Ce n’est pas une auberge espagnole, mais presque… Le mariage de Ana,
fille de José Ma. Aznar, président du gouvernement espagnol,
et de son ancien conseiller et président du mouvement « populaire »
européen, Agag Tarik, a réussit cette étrange
alchimie. Car ils étaient tous là, dans l’imposante
bâtisse de El Escorial, avec quelques autres 1000 invités :
Juan Carlos et Sofía, rois d’Espagne, Silvio Berlusconi, Mons.
Rouco Varela qui a célébré la messe et distribué
les hosties, Julio Iglesias et Raphael à côté
des dirigeants de Telefónica et de la Banque ;
les membres du gouvernement au complet avec Adolfo Suárez et
Manuel Fraga, ex-ministres du généralissime, à
leur tête ; Mario Vargas Llosa et Pedro J. Ramírez
sans porte-jarretelles, Tony Blair et des anciens vedettes du Real
Madrid, sans oublier un vieillissant Rupert Murdoch…
Un
mariage « sans opposition », comme l’a indiqué un
journal madrilène, insistant lourdement sur son manque de « glamour »
et, accessoirement, sur le coût (public) de cette fête
(privée) du pouvoir (1).
Même le très conservateur ABC, gardien des valeurs
nobiliaires des Grands d’Espagne, a fortement critiqué
« le manque d’humilité » (2)
de cette moderne bourgeoisie d’affaires qui forme le noyau central
du Parti Populaire, osant transformer un acte familial en une affaire
d’État.
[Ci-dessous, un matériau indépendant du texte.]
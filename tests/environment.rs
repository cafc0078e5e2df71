//! Environment variable fallbacks.
//!
//! Every test takes `ENV_LOCK` before touching the process environment, so
//! tests in this binary never observe each other's variables.

mod common;

use clap::Parser;
use common::{DEV_ID_HASH, FakeRunner, widget_settings};
use kodegen_bundler_dmg::bundler::{
    BundleSettings, CompressionLevel, DmgFormat, DmgSettings, PackageSettings, Settings,
    SettingsBuilder, SigningIdentity, platform::macos::dmg::resolve_options, platform::macos::sign::sign_dmg,
    settings::signing_allowed_by_environment,
};
use kodegen_bundler_dmg::cli::{Args, load_settings};
use std::ffi::OsString;
use std::path::Path;
use std::sync::LazyLock;
use tokio::sync::{Mutex, MutexGuard};

const COMPRESSION_LEVEL: &str = "KODEGEN_COMPRESSION_LEVEL";
const CSC_NAME: &str = "CSC_NAME";
const CSC_KEYCHAIN: &str = "CSC_KEYCHAIN";
const AUTO_DISCOVERY: &str = "CSC_IDENTITY_AUTO_DISCOVERY";

const ALL_VARS: &[&str] = &[COMPRESSION_LEVEL, CSC_NAME, CSC_KEYCHAIN, AUTO_DISCOVERY];

static ENV_LOCK: LazyLock<Mutex<()>> = LazyLock::new(|| Mutex::new(()));

/// Holds the environment lock; clears the variables under test on creation
/// and restores their previous values on drop.
struct EnvGuard {
    saved: Vec<(&'static str, Option<OsString>)>,
    _lock: MutexGuard<'static, ()>,
}

impl EnvGuard {
    async fn acquire() -> Self {
        let lock = ENV_LOCK.lock().await;
        let saved = ALL_VARS
            .iter()
            .map(|&key| (key, std::env::var_os(key)))
            .collect();
        for key in ALL_VARS {
            // SAFETY: every test mutating the environment holds ENV_LOCK.
            unsafe { std::env::remove_var(key) };
        }
        Self { saved, _lock: lock }
    }

    fn set(&self, key: &str, value: &str) {
        // SAFETY: the guard holds ENV_LOCK.
        unsafe { std::env::set_var(key, value) };
    }
}

impl Drop for EnvGuard {
    fn drop(&mut self) {
        for (key, value) in &self.saved {
            // SAFETY: the guard still holds ENV_LOCK.
            unsafe {
                match value {
                    Some(value) => std::env::set_var(key, value),
                    None => std::env::remove_var(key),
                }
            }
        }
    }
}

fn auto_identity_settings(dir: &Path, keychain: Option<&str>) -> Settings {
    let mut bundle = BundleSettings::default();
    bundle.macos.identity = SigningIdentity::Auto;
    bundle.macos.keychain = keychain.map(Into::into);
    widget_settings(dir, bundle, true)
}

const OTHER_HASH: &str = "89ABCDEF0123456789ABCDEF0123456789ABCDEF";

fn two_identities() -> FakeRunner {
    FakeRunner::with_identities(&[
        (OTHER_HASH, "Developer ID Application: Other Corp (OTHER12345)"),
        (DEV_ID_HASH, "Developer ID Application: ACME Corp (TEAM123456)"),
    ])
}

#[tokio::test]
async fn compression_override_forces_zlib_format() {
    let env = EnvGuard::acquire().await;
    let settings = SettingsBuilder::new()
        .project_dir("/work")
        .package_settings(PackageSettings {
            name: "widget".into(),
            product_name: "Widget".into(),
            version: "1.2.3".into(),
            ..Default::default()
        })
        .compression(CompressionLevel::Store)
        .signing_allowed(false)
        .build()
        .unwrap();

    let resolved = resolve_options(&DmgSettings::default(), &settings).unwrap();
    assert_eq!(resolved.format, DmgFormat::Udro);

    env.set(COMPRESSION_LEVEL, "9");
    let resolved = resolve_options(&DmgSettings::default(), &settings).unwrap();
    assert_eq!(resolved.format, DmgFormat::Udzo);

    let explicit = DmgSettings {
        format: Some(DmgFormat::Udbz),
        ..Default::default()
    };
    assert_eq!(resolve_options(&explicit, &settings).unwrap().format, DmgFormat::Udbz);
}

#[tokio::test]
async fn auto_identity_uses_csc_name() {
    let env = EnvGuard::acquire().await;
    env.set(CSC_NAME, "ACME Corp");
    let dir = tempfile::tempdir().unwrap();
    let settings = auto_identity_settings(dir.path(), None);
    let runner = two_identities();

    let signed = sign_dmg(&runner, &settings, Path::new("/out/Widget.dmg")).await.unwrap();

    assert!(signed);
    let calls = runner.calls();
    assert_eq!(calls.last().unwrap().command.args, vec!["--sign", DEV_ID_HASH, "/out/Widget.dmg"]);
}

#[tokio::test]
async fn auto_identity_without_qualifier_takes_first_developer_id() {
    let _env = EnvGuard::acquire().await;
    let dir = tempfile::tempdir().unwrap();
    let settings = auto_identity_settings(dir.path(), None);
    let runner = two_identities();

    assert!(sign_dmg(&runner, &settings, Path::new("/out/Widget.dmg")).await.unwrap());
    assert_eq!(runner.programs(), vec!["security", "codesign"]);
    assert_eq!(runner.calls()[1].command.args[1], OTHER_HASH);
}

#[tokio::test]
async fn keychain_falls_back_to_csc_keychain() {
    let env = EnvGuard::acquire().await;
    env.set(CSC_KEYCHAIN, "build.keychain");
    let dir = tempfile::tempdir().unwrap();
    let settings = auto_identity_settings(dir.path(), None);
    let runner = two_identities();

    assert!(sign_dmg(&runner, &settings, Path::new("/out/Widget.dmg")).await.unwrap());
    let calls = runner.calls();
    assert_eq!(calls[0].command.args.last().unwrap(), "build.keychain");
    assert!(
        calls[1]
            .command
            .args
            .windows(2)
            .any(|w| w[0] == "--keychain" && w[1] == "build.keychain")
    );
}

#[tokio::test]
async fn configured_keychain_wins_over_csc_keychain() {
    let env = EnvGuard::acquire().await;
    env.set(CSC_KEYCHAIN, "env.keychain");
    let dir = tempfile::tempdir().unwrap();
    let settings = auto_identity_settings(dir.path(), Some("config.keychain"));
    let runner = two_identities();

    assert!(sign_dmg(&runner, &settings, Path::new("/out/Widget.dmg")).await.unwrap());
    assert_eq!(runner.calls()[0].command.args.last().unwrap(), "config.keychain");
}

#[tokio::test]
async fn auto_discovery_false_disables_signing() {
    let env = EnvGuard::acquire().await;
    assert_eq!(signing_allowed_by_environment(), cfg!(target_os = "macos"));

    env.set(AUTO_DISCOVERY, "false");
    assert!(!signing_allowed_by_environment());

    let settings = SettingsBuilder::new()
        .project_dir("/work")
        .package_settings(PackageSettings {
            name: "widget".into(),
            product_name: "Widget".into(),
            version: "1.2.3".into(),
            ..Default::default()
        })
        .build()
        .unwrap();
    assert!(!settings.signing_allowed());

    let runner = two_identities();
    assert!(!sign_dmg(&runner, &settings, Path::new("/out/Widget.dmg")).await.unwrap());
    assert!(runner.calls().is_empty());
}

#[tokio::test]
async fn cli_settings_follow_auto_discovery() {
    let env = EnvGuard::acquire().await;
    env.set(AUTO_DISCOVERY, "false");

    let dir = tempfile::tempdir().unwrap();
    let manifest = dir.path().join("Cargo.toml");
    std::fs::write(&manifest, "[package]\nname = \"widget\"\nversion = \"1.2.3\"\n").unwrap();

    let args = Args::try_parse_from([
        OsString::from("kodegen_bundler_dmg"),
        OsString::from("--app"),
        dir.path().join("Widget.app").into_os_string(),
        OsString::from("--manifest"),
        manifest.clone().into_os_string(),
    ])
    .unwrap();

    let settings = load_settings(&args).unwrap();
    assert!(!settings.signing_allowed());
    assert_eq!(settings.project_dir(), dir.path());
}
//! External tool detection.
//!
//! Resolves the executables the DMG target runs, honoring explicit
//! configuration and environment overrides before searching `PATH`.

use crate::bundler::{Error, Result, Settings};
use std::path::PathBuf;

/// Environment variable pointing at a custom `dmgbuild` executable.
pub const DMGBUILD_PATH_ENV: &str = "CUSTOM_DMGBUILD_PATH";

/// Name of the disk image builder on `PATH`.
pub const DMGBUILD: &str = "dmgbuild";

/// Identity lookup tool.
pub const SECURITY: &str = "security";

/// Code signing tool.
pub const CODESIGN: &str = "codesign";

/// Locates the `dmgbuild` executable.
///
/// Resolution order:
/// 1. [`Settings::dmgbuild_path`]
/// 2. `CUSTOM_DMGBUILD_PATH`
/// 3. `dmgbuild` on `PATH`
pub fn resolve_dmgbuild(settings: &Settings) -> Result<PathBuf> {
    if let Some(path) = settings.dmgbuild_path() {
        log::debug!("Using configured dmgbuild: {}", path.display());
        return Ok(path.to_path_buf());
    }

    if let Some(path) = std::env::var_os(DMGBUILD_PATH_ENV).filter(|p| !p.is_empty()) {
        let path = PathBuf::from(path);
        log::debug!(
            "Using dmgbuild from {}: {}",
            DMGBUILD_PATH_ENV,
            path.display()
        );
        return Ok(path);
    }

    match which::which(DMGBUILD) {
        Ok(path) => {
            log::debug!("Found dmgbuild at: {}", path.display());
            Ok(path)
        }
        Err(e) => Err(Error::ToolNotFound {
            tool: DMGBUILD.to_string(),
            reason: format!(
                "{e}. Install it with `pip install dmgbuild` or set {DMGBUILD_PATH_ENV}"
            ),
        }),
    }
}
Tant il est vrai que, par la grâce du bureau
de presse de la présidence et de la télévision
publique, les citoyens espagnols, transformés pour l’occasion
en spectateurs passifs des fiançailles, ont eu droit à
la transmission en direct avec les commentaires de rigueur sur les
habits de l’épouse du président, la bonne mine de Berlusconi
et le menu du repas offert par un José María « heureux ».
Cette privatisation effrontée de ressources de l’État
au profit des intérêts de la famille du président
doit nous interroger sur son sens politique profond. Pour la société
espagnole, la première à être concernée,
il est important de souligner ce que le pouvoir voulait donner
à voir : cette mise en scène, plus proche du
ténébreux et comique Bal des vampires de Polanski
que du classique Guépard de Visconti, résumait
dans un raccourci saisissant l’histoire des classes dominantes espagnoles
depuis les monarchistes, jusqu’aux « populaires » en passant
par Phalange, avec la bénédiction de l’Église
au nom de l’Opus Dei. Cette photo de famille sans style est lourde
de symboles : passé et présent, un siècle
de continuité dans la domination avait, ce jour-là,
rendez-vous à El Escorial. Certes, le « glamour »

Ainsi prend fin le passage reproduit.